Aktuelle Ausgabe
Musikalische Kompositionen sind für das Musiktheater für junges Publikum und für die Musik(theater)vermittlung in mehrfacher Hinsicht von großer Bedeutung. Einerseits werden gerade in diesem Kontext überdurchschnittlich viele neue Kompositionen in Auftrag gegeben. Andererseits spielen Kompositionsformen und -prozesse, die über das klassische Verständnis einzelner Autor*innen „im stillen Kämmerlein“ weit hinausgehen, verstärkt eine Rolle: Bereits bestehende Kompositionen werden neu interpretiert, manches entsteht in Einzel- und Gruppenimprovisationen während eines Probenprozesses, anderes erst in der Aufführung selbst, und das alles häufig unter der Einbeziehung von Menschen mit sehr unterschiedlichen musikalischen Erfahrungen. Die deutschen Übersetzungen des lateinischen Worts „com-ponere“, das so viel wie „zusammen-stellen“, „gestalten“ oder „anordnen“ bedeutet, weisen bereits auf einen solchen vielfältig zu verstehenden Kompositionsbegriff hin, der den Prozess und den sozialen Aspekt des Komponierens miteinschließt.
Die siebte Ausgabe von Klangakt illustriert anhand von Praxisperspektiven, Gesprächen und Analysen diese Vielfalt an Kompositionsprozessen in ästhetischer, praktischer und musikalischer Hinsicht. Die Erfahrungsberichte der Kinderoper Köln und des QuerKlang-Projekts zeigen verschiedene Ansätze und Strategien partizipativen Komponierens und perspektivieren so traditionelle Entstehungsprozesse im Musiktheater. Die Komponisten Thierry Tidow und Sam Penderbayne erlauben einen Einblick in ihre persönlichen Strategien und Methoden, die ursprünglich für junges Publikum entwickelt worden sind, letztlich aber die Art und Weise des Komponierens selbst zur Frage machen. Die Aufschlüsselung des Begriffs der „Rekomposition“, wie er vom Stehgreiforchester verwendet wird, beschreibt das Spannungsfeld zwischen Transkription bzw. Arrangement, Improvisation und Rekreation im Wechselspiel von Freiheit und Verantwortung gegenüber dem Repertoire, den Interpret*innen und dem Publikum.
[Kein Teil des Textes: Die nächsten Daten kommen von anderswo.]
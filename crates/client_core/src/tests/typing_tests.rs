use super::*;
use anyhow::Result;
use async_trait::async_trait;
use futures::StreamExt;
use std::sync::atomic::{AtomicUsize, Ordering};

use crate::bus::{DataStream, LocalHub, PresenceStream};

const ME: UserId = UserId(1);
const CHANNEL: ChannelId = ChannelId(7);

fn entry(user: i64, channel: ChannelId) -> TypingPresenceEntry {
    TypingPresenceEntry {
        user_id: UserId(user),
        channel_id: channel,
        started_at: Utc::now(),
    }
}

#[derive(Default)]
struct CountingBus {
    published: AtomicUsize,
    withdrawn: AtomicUsize,
}

#[async_trait]
impl RealtimeBus for CountingBus {
    async fn subscribe_data(&self, _topic: Topic) -> Result<DataStream> {
        Ok(futures::stream::empty().boxed())
    }

    async fn subscribe_presence(&self, _topic: Topic) -> Result<PresenceStream> {
        Ok(futures::stream::empty().boxed())
    }

    async fn unsubscribe(&self, _topic: Topic) -> Result<()> {
        Ok(())
    }

    async fn publish_presence(&self, _topic: Topic, _entry: TypingPresenceEntry) -> Result<()> {
        self.published.fetch_add(1, Ordering::SeqCst);
        Ok(())
    }

    async fn withdraw_presence(&self, _topic: Topic) -> Result<()> {
        self.withdrawn.fetch_add(1, Ordering::SeqCst);
        Ok(())
    }
}

#[tokio::test]
async fn roster_never_contains_the_local_user() {
    let tracker = TypingTracker::new(
        ME,
        CHANNEL,
        Arc::new(CountingBus::default()),
        DEFAULT_TYPING_DEBOUNCE,
    );

    tracker
        .apply_presence(PresenceEvent::Sync(vec![entry(1, CHANNEL), entry(2, CHANNEL)]))
        .await;
    tracker
        .apply_presence(PresenceEvent::Join(vec![entry(1, CHANNEL)]))
        .await;

    let roster = tracker.roster().await;
    assert_eq!(roster.len(), 1);
    assert_eq!(roster[0].user_id, UserId(2));
}

#[tokio::test]
async fn sync_replaces_and_leave_removes() {
    let tracker = TypingTracker::new(
        ME,
        CHANNEL,
        Arc::new(CountingBus::default()),
        DEFAULT_TYPING_DEBOUNCE,
    );

    tracker
        .apply_presence(PresenceEvent::Join(vec![entry(2, CHANNEL), entry(3, CHANNEL)]))
        .await;
    tracker
        .apply_presence(PresenceEvent::Join(vec![entry(4, ChannelId(99))]))
        .await;
    assert_eq!(tracker.roster().await.len(), 2);

    tracker
        .apply_presence(PresenceEvent::Leave(vec![entry(2, CHANNEL)]))
        .await;
    assert_eq!(
        tracker
            .roster()
            .await
            .iter()
            .map(|e| e.user_id)
            .collect::<Vec<_>>(),
        vec![UserId(3)]
    );

    tracker
        .apply_presence(PresenceEvent::Sync(vec![entry(5, CHANNEL)]))
        .await;
    assert_eq!(
        tracker
            .roster()
            .await
            .iter()
            .map(|e| e.user_id)
            .collect::<Vec<_>>(),
        vec![UserId(5)]
    );
}

#[tokio::test(start_paused = true)]
async fn repeated_keystrokes_only_push_the_deadline_back() {
    let bus = Arc::new(CountingBus::default());
    let tracker = TypingTracker::new(ME, CHANNEL, bus.clone(), DEFAULT_TYPING_DEBOUNCE);

    tracker.start_typing().await.expect("start");
    tokio::time::sleep(Duration::from_millis(1_500)).await;
    tracker.start_typing().await.expect("keystroke");
    tokio::time::sleep(Duration::from_millis(1_000)).await;

    assert!(tracker.is_typing().await);
    assert_eq!(bus.published.load(Ordering::SeqCst), 1);
    assert_eq!(bus.withdrawn.load(Ordering::SeqCst), 0);

    tokio::time::sleep(Duration::from_millis(1_100)).await;
    assert!(!tracker.is_typing().await);
    assert_eq!(bus.withdrawn.load(Ordering::SeqCst), 1);
}

#[tokio::test(start_paused = true)]
async fn explicit_stop_withdraws_once_and_cancels_the_timer() {
    let bus = Arc::new(CountingBus::default());
    let tracker = TypingTracker::new(ME, CHANNEL, bus.clone(), Duration::from_millis(500));

    tracker.stop_typing().await.expect("idle stop");
    assert_eq!(bus.withdrawn.load(Ordering::SeqCst), 0);

    tracker.start_typing().await.expect("start");
    tracker.stop_typing().await.expect("stop");
    tokio::time::sleep(Duration::from_millis(2_000)).await;

    assert_eq!(bus.published.load(Ordering::SeqCst), 1);
    assert_eq!(bus.withdrawn.load(Ordering::SeqCst), 1);
}

#[tokio::test(start_paused = true)]
async fn idle_expiry_removes_the_entry_for_other_clients() {
    let hub = LocalHub::new();
    let alice_bus: Arc<dyn RealtimeBus> = Arc::new(hub.connect());
    let bob_bus: Arc<dyn RealtimeBus> = Arc::new(hub.connect());

    let alice = TypingTracker::new(UserId(1), CHANNEL, alice_bus, DEFAULT_TYPING_DEBOUNCE);
    let bob = TypingTracker::new(UserId(2), CHANNEL, bob_bus.clone(), DEFAULT_TYPING_DEBOUNCE);
    let mut bob_presence = bob_bus
        .subscribe_presence(Topic::typing(CHANNEL))
        .await
        .expect("subscribe");
    bob.apply_presence(bob_presence.next().await.expect("snapshot"))
        .await;

    alice.start_typing().await.expect("start");
    bob.apply_presence(bob_presence.next().await.expect("join"))
        .await;
    assert_eq!(bob.roster().await.len(), 1);

    tokio::time::sleep(Duration::from_millis(2_100)).await;
    let leave = bob_presence.next().await.expect("leave");
    assert!(matches!(leave, PresenceEvent::Leave(_)));
    bob.apply_presence(leave).await;

    assert!(bob.roster().await.is_empty());
    assert!(!alice.is_typing().await);
}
Neben diesen spezifischen Praxisbeispielen blicken einige Artikel dieser Ausgabe mit weiterem Blick auf das Komponieren im Musiktheater für Kinder und Jugendliche bzw. in der Vermittlungsarbeit: Matthias Rebstock analysiert die Strukturierung des beruflichen Feldes durch die Übertragung der Ergebnisse seiner Studie über Das freie Musiktheater in Deutschland auf den Bereich des Jungen Musiktheaters. Sebastian Hanusa untersucht, wie sich einige Forderungen des Mannheimer Manifests von 2009 in den Jahren seither in kompositionsästhetischer Hinsicht niedergeschlagen haben bzw. weiterentwickelt wurden. Theresa Schmitz gibt Kindern eine Stimme, die sich zu den für sie entwickelten Stücken äußern und überprüft auf diese Weise die Effizienz einiger der musikalischen Strategien, die von Komponist*innen aus ganz Europa angewandt worden sind.
Eines zeigen die meisten der hier versammelten Aufsätze: Die Fragen, die sich im Rahmen des Komponierens für junges Publikum stellen, unterscheiden sich nicht fundamental von aktuellen Fragestellungen des Komponierens für das Musiktheater tout court: Wie sind individuelle und kollektive Autorenschaft zu diskutieren? Wo situiert sich eine künstlerische Arbeit in der breiten Zone zwischen Prozess und Ergebnis? Und vor allem und immer wieder: Wie ist das Verhältnis zur Rezeption? Die künstlerische Innovationskraft des jungen Musiktheaters hat historisch vielfältige Gründe – nicht zuletzt auch ökonomische, schließlich steht hier häufig weniger Geld zur Verfügung als für die „großen“ Produktionen und Institutionen. Dass man sich künstlerisch-avantgardistische Dogmen so kaum leisten kann und will, muss für die künstlerische Qualität keineswegs ein Schaden sein.